Exercise aim
Your answer must be the records below, reproduced exactly.

Records supplied section start

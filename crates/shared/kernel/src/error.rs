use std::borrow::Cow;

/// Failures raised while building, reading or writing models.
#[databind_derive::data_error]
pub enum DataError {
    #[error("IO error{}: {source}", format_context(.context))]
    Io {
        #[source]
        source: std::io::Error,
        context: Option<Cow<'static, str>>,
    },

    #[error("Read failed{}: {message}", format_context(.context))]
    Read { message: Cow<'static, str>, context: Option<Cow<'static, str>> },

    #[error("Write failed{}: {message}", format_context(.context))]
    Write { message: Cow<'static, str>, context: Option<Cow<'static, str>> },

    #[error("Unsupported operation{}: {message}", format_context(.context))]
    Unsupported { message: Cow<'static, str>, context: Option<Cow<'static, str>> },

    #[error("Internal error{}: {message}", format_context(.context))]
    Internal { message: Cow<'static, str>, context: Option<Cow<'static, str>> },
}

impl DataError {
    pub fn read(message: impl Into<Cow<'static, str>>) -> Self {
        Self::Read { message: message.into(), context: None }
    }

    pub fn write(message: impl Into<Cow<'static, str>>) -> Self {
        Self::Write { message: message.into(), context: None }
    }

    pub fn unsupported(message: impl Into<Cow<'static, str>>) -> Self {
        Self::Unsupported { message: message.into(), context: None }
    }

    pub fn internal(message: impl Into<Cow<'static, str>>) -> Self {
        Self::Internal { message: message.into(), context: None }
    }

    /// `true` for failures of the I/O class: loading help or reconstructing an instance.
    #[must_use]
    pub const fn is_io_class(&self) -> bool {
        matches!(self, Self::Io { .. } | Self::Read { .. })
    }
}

Records supplied section end

Response below
filename crates/shared/kernel/src/error.rs
use std::borrow::Cow;

/// Failures raised while building, reading or writing models.
#[databind_derive::data_error]
pub enum DataError {
    #[error("IO error{}: {source}", format_context(.context))]
    Io {
        #[source]
        source: std::io::Error,
        context: Option<Cow<'static, str>>,
    },

    #[error("Read failed{}: {message}", format_context(.context))]
    Read { message: Cow<'static, str>, context: Option<Cow<'static, str>> },

    #[error("Write failed{}: {message}", format_context(.context))]
    Write { message: Cow<'static, str>, context: Option<Cow<'static, str>> },

    #[error("Unsupported operation{}: {message}", format_context(.context))]
    Unsupported { message: Cow<'static, str>, context: Option<Cow<'static, str>> },

    #[error("Internal error{}: {message}", format_context(.context))]
    Internal { message: Cow<'static, str>, context: Option<Cow<'static, str>> },
}

impl DataError {
    pub fn read(message: impl Into<Cow<'static, str>>) -> Self {
        Self::Read { message: message.into(), context: None }
    }

    pub fn write(message: impl Into<Cow<'static, str>>) -> Self {
        Self::Write { message: message.into(), context: None }
    }

    pub fn unsupported(message: impl Into<Cow<'static, str>>) -> Self {
        Self::Unsupported { message: message.into(), context: None }
    }

    pub fn internal(message: impl Into<Cow<'static, str>>) -> Self {
        Self::Internal { message: message.into(), context: None }
    }

    /// `true` for failures of the I/O class: loading help or reconstructing an instance.
    #[must_use]
    pub const fn is_io_class(&self) -> bool {
        matches!(self, Self::Io { .. } | Self::Read { .. })
    }
}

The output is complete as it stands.